Egyptians go to the polls on Wednesday to elect a president from among 10 contenders, including the incumbent of 24 years, Hosni Mubarak. While few doubt the outcome will be his re-election, many are intensely following the process.
Some 6,000 domestic election monitors have been training for the event, while hundreds of foreign reporters are converging on the country this week. Although all the formal trappings of a true electoral contest are in place, important aspects of authenticity are glaringly absent.
Despite promises to the contrary, this is far from a level playing field. Mubarak still commands disproportionate assets: name recognition, a virtual monopoly on state-controlled electronic media and some 85 percent of the print media. As of one week before the poll, some opposition candidates had yet to air even one campaign ad on Egyptian television. All members of the presidential election commission are Mubarak appointees, and the new election rules eliminated any independent challengers.
Since the year 2,000, Egypt's 8,000 judges must supervise and certify election results, by ruling of the High Court. This was a major step toward fairer elections, as the judges' professional union has remained fairly independent over the past half-century of executive power grabs.
So the Mubarak regime has had to use various ploys to neutralize the judge's union. One was to stretch the definition of the judiciary' to include thousands of loyal government employees who have law degrees but no experience on the bench. This boxes in the true judges, for if they protest by boycotting their supervisory duties, the task will fall once more to police from the infamous Ministry of the Interior.
Thus, in the past, the judges' union tended to go along, with predictable results. In the 2000 parliamentary elections, while Mubarak's ruling party received roughly 38 percent of the popular vote in districts supervised by true judges, that percent somehow jumped to 86 percent where the quasi-judges were in charge.
This year promises to be very different. In the spring the judges held a nation-wide assembly and resolved that unless the regime granted them full independence, and exclusive oversight of the voting process they would not supervise the upcoming presidential (or parliamentary) races. On Friday they made their final demands: allow civil society groups to observe the voting process, stop interfering in the definition of legitimate judges for purposes of the election and agree that no ballot box will leave the presence of a legitimate judge until its contents are counted, certified and reported.
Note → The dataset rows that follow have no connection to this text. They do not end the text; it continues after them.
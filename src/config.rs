use std::env;

use thiserror::Error;

#[derive(Debug, Error)]
pub enum ConfigError {
    #[error("invalid PORT value '{0}'")]
    InvalidPort(String),
}

/// Runtime settings, read from the process environment (and `.env`).
#[derive(Debug, Clone)]
pub struct Config {
    pub host: String,
    pub port: u16,
    /// PostgreSQL connection string. `None` selects the in-memory store.
    pub database_url: Option<String>,
    pub static_dir: String,
}

impl Default for Config {
    fn default() -> Self {
        Self {
            host: "0.0.0.0".to_string(),
            port: 3000,
            database_url: None,
            static_dir: "public".to_string(),
        }
    }
}

impl Config {
    pub fn from_env() -> Result<Self, ConfigError> {
        Self::from_lookup(|key| env::var(key).ok())
    }

    fn from_lookup<F>(lookup: F) -> Result<Self, ConfigError>
    where
        F: Fn(&str) -> Option<String>,
    {
        let defaults = Self::default();

        let port = match lookup("PORT") {
            Some(raw) => raw
                .trim()
                .parse::<u16>()
                .map_err(|_| ConfigError::InvalidPort(raw))?,
            None => defaults.port,
        };

        Ok(Self {
            host: lookup("HOST").unwrap_or(defaults.host),
            port,
            database_url: lookup("DATABASE_URL").filter(|url| !url.trim().is_empty()),
            static_dir: lookup("STATIC_DIR").unwrap_or(defaults.static_dir),
        })
    }

    /// Host and port for `TcpListener::bind`. The host may be a name such
    /// as `localhost`; it is resolved at bind time.
    pub fn listen_addr(&self) -> (&str, u16) {
        (self.host.as_str(), self.port)
    }
}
Thus far, a standoff looks likely, as the head of the presidential election commission has stated publicly on television that he refuses all citizen monitoring of the election process.
Other interesting developments on the eve of the election include a fierce public debate over whether to vote or to boycott the presidential race. Several opposition parties have called on their members to stay away in protest over restrictive election rules that strongly favor Mubarak. On the other hand, the Muslim Brotherhood, thought to be the single strongest opposition group in Egypt, are urging their followers to caste ballots and vote their conscience but not to give support to any "despotic, corrupt rulers." This is a clear if implicit repudiation of Mubarak, the sole ruler for 24 years.
Some 34 civil society organizations are preparing thousands of young people to monitor the elections despite repeated governmental objections. These groups argue that if the regime is not planning to rig the vote, then domestic as well as foreign observation of the polling process should not be a problem. The regime response is to say that any outside monitoring is an infringement on Egyptian sovereignty, and that domestic monitors are an affront to the integrity of the judges. That argument was quickly undermined when the judges' union announced their support for civil society monitors.
Whether the Mubarak regime is running scared because of the mounting challenges from within and without to hold a free and fair election, or is simply incapable of ridding the party of cheating as a way of life, the present signs do not bode well for Wednesday's polls. Meanwhile, Egyptians for the first time are experiencing the thrilling taste of defying tyranny, and enjoying some newly-found space for freedom.